━━━ Given data
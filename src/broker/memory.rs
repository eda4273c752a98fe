use std::sync::atomic::{AtomicBool, AtomicUsize, Ordering};

use async_trait::async_trait;
use tokio::sync::Mutex;

use crate::broker::{Broker, BrokerError, FragmentMessage};

/// Keeps published messages in memory. Backs `--broker memory` and the tests.
#[derive(Debug, Default)]
pub struct MemoryBroker {
    messages: Mutex<Vec<FragmentMessage>>,
    notifications: AtomicUsize,
    closed: AtomicBool,
    fail_at: Option<u64>,
}

impl MemoryBroker {
    pub fn new() -> Self {
        Self::default()
    }

    /// A broker that rejects the fragment with the given sequence number.
    pub fn failing_at(sequence: u64) -> Self {
        Self {
            fail_at: Some(sequence),
            ..Self::default()
        }
    }

    pub async fn messages(&self) -> Vec<FragmentMessage> {
        self.messages.lock().await.clone()
    }

    pub fn notifications(&self) -> usize {
        self.notifications.load(Ordering::SeqCst)
    }

    pub fn is_closed(&self) -> bool {
        self.closed.load(Ordering::SeqCst)
    }
}

#[async_trait]
impl Broker for MemoryBroker {
    async fn publish(&self, message: FragmentMessage) -> Result<(), BrokerError> {
        if self.is_closed() {
            return Err("broker is closed".into());
        }
        if self.fail_at == Some(message.sequence) {
            return Err(format!("queue rejected fragment {}", message.sequence).into());
        }
        tracing::debug!(
            "queued fragment {} of {} ({} bytes)",
            message.sequence,
            message.file_id,
            message.payload.len()
        );
        self.messages.lock().await.push(message);
        Ok(())
    }

    async fn notify_consumers(&self) {
        self.notifications.fetch_add(1, Ordering::SeqCst);
    }

    async fn close(&self) -> Result<(), BrokerError> {
        self.closed.store(true, Ordering::SeqCst);
        Ok(())
    }
}

#[cfg(test)]
mod tests {
    use super::*;
    use bytes::Bytes;

    #[tokio::test]
    async fn test_records_in_publish_order() {
        let broker = MemoryBroker::new();
        broker
            .publish(FragmentMessage::new("f", 1, Bytes::from_static(b"a")))
            .await
            .unwrap();
        broker
            .publish(FragmentMessage::new("f", 2, Bytes::from_static(b"b")))
            .await
            .unwrap();
        broker.notify_consumers().await;

        let seqs: Vec<u64> = broker.messages().await.iter().map(|m| m.sequence).collect();
        assert_eq!(seqs, [1, 2]);
        assert_eq!(broker.notifications(), 1);
    }

    #[tokio::test]
    async fn test_failing_at() {
        let broker = MemoryBroker::failing_at(2);
        assert!(broker.publish(FragmentMessage::new("f", 1, Bytes::new())).await.is_ok());
        assert!(broker.publish(FragmentMessage::new("f", 2, Bytes::new())).await.is_err());
        assert_eq!(broker.messages().await.len(), 1);
    }

    #[tokio::test]
    async fn test_closed_broker_rejects_publish() {
        let broker = MemoryBroker::new();
        broker.close().await.unwrap();
        assert!(broker.is_closed());
        assert!(broker.publish(FragmentMessage::new("f", 1, Bytes::new())).await.is_err());
    }
}
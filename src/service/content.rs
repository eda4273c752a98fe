use std::io;
use std::sync::Arc;

use axum::Json;
use axum::body::Body;
use axum::extract::State;
use axum::http::{Method, Response, StatusCode, Uri, header};
use axum::response::IntoResponse;
use tokio_util::io::ReaderStream;

use crate::error::AppError;
use crate::service::dir::DisplayEntry;
use crate::utils::state::AppState;

const CACHE_CONTROL: &str = "max-age=3600";

/// GET /{path}
///
/// Serves an entry by path. Files stream their reassembled fragments; directories
/// answer with their listing.
pub async fn content_handler(
    State(state): State<Arc<AppState>>,
    method: Method,
    uri: Uri,
) -> Result<Response<Body>, AppError> {
    if method != Method::GET {
        return Ok((StatusCode::METHOD_NOT_ALLOWED, "method not allowed").into_response());
    }

    let handle = state.vfs.open(uri.path()).await?;
    if handle.is_directory() {
        let children = handle.list().await?;
        let listing: Vec<DisplayEntry> = children.into_iter().map(DisplayEntry::from).collect();
        return Ok(Json(listing).into_response());
    }

    let entry = handle.entry().clone();
    let reader = handle.into_reader().await?;
    tracing::debug!("streaming {} ({} fragments)", entry.full_path(), reader.len());

    let mut builder = Response::builder()
        .status(StatusCode::OK)
        .header(header::CONTENT_TYPE, "application/octet-stream")
        .header(header::CACHE_CONTROL, CACHE_CONTROL);
    // a partial file would advertise more bytes than it can deliver
    if entry.is_complete() {
        builder = builder.header(header::CONTENT_LENGTH, entry.size);
    }
    builder
        .body(Body::from_stream(ReaderStream::new(reader)))
        .map_err(|e| AppError::Io(io::Error::other(e)))
}
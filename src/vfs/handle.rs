use std::future::Future;
use std::io;
use std::sync::Arc;

use tokio::io::AsyncReadExt;

use crate::cadapter::FragmentClient;
use crate::domain::entry::{EntryRepository, FileEntry};
use crate::error::AppError;
use crate::fragment::FragmentReader;

enum HandleState {
    /// No fragment has been fetched yet.
    Unopened,
    Opened(FragmentReader),
    Closed,
}

/// An open entry. For files the reconstruction reader is built lazily, exactly
/// once, on the first read.
pub struct Handle {
    entry: FileEntry,
    store: Arc<dyn EntryRepository>,
    client: FragmentClient,
    state: HandleState,
}

impl Handle {
    pub(super) fn new(entry: FileEntry, store: Arc<dyn EntryRepository>, client: FragmentClient) -> Self {
        Self {
            entry,
            store,
            client,
            state: HandleState::Unopened,
        }
    }

    /// The entry as it was when the handle was opened.
    pub fn entry(&self) -> &FileEntry {
        &self.entry
    }

    pub fn is_directory(&self) -> bool {
        self.entry.is_directory
    }

    pub async fn read(&mut self, buf: &mut [u8]) -> Result<usize, AppError> {
        if self.entry.is_directory {
            return Err(AppError::IsADirectory(self.entry.full_path()));
        }

        if matches!(self.state, HandleState::Unopened) {
            match self.client.read_fragments(&self.entry.fragments).await {
                Ok(reader) => self.state = HandleState::Opened(reader),
                Err(e) => {
                    self.state = HandleState::Closed;
                    return Err(e);
                }
            }
        }

        match &mut self.state {
            HandleState::Opened(reader) => reader.read(buf).await.map_err(AppError::from_read),
            _ => Err(closed(&self.entry)),
        }
    }

    /// Seeking is accepted and ignored; reads always continue where they left off.
    pub fn seek(&mut self, _pos: u64) -> Result<u64, AppError> {
        Ok(0)
    }

    /// The entry as it is now in the metadata store.
    ///
    /// The returned future owns what it needs, so it stays `Send` even while the
    /// handle holds open fragment streams.
    pub fn stat(&self) -> impl Future<Output = Result<FileEntry, AppError>> + Send + use<> {
        let store = self.store.clone();
        let id = self.entry.id.clone();
        let full_path = self.entry.full_path();
        async move {
            store
                .get_by_id(&id)
                .await?
                .ok_or(AppError::NotFound(full_path))
        }
    }

    /// Children of the directory, without the directory itself.
    pub fn list(&self) -> impl Future<Output = Result<Vec<FileEntry>, AppError>> + Send + use<> {
        let store = self.store.clone();
        let entry = self.entry.clone();
        async move {
            if !entry.is_directory {
                return Err(AppError::NotADirectory(entry.full_path()));
            }
            let children = store.list_by_parent_path(&entry.full_path()).await?;
            Ok(children
                .into_iter()
                .filter(|child| child.id != entry.id)
                .collect())
        }
    }

    pub async fn close(&mut self) -> Result<(), AppError> {
        match std::mem::replace(&mut self.state, HandleState::Closed) {
            HandleState::Opened(mut reader) => Ok(reader.close().await?),
            _ => Ok(()),
        }
    }

    /// Gives up the handle for its reconstruction reader, for streaming the
    /// whole file. The caller becomes responsible for closing the reader.
    pub async fn into_reader(mut self) -> Result<FragmentReader, AppError> {
        if self.entry.is_directory {
            return Err(AppError::IsADirectory(self.entry.full_path()));
        }
        match std::mem::replace(&mut self.state, HandleState::Closed) {
            HandleState::Unopened => self.client.read_fragments(&self.entry.fragments).await,
            HandleState::Opened(reader) => Ok(reader),
            HandleState::Closed => Err(closed(&self.entry)),
        }
    }
}

fn closed(entry: &FileEntry) -> AppError {
    AppError::Io(io::Error::other(format!(
        "handle for {} is closed",
        entry.full_path()
    )))
}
━━━━━━
Work request:
Give the number of lines in the records above in which the word "Unopened" appears. Include no other text.

Task answer:
4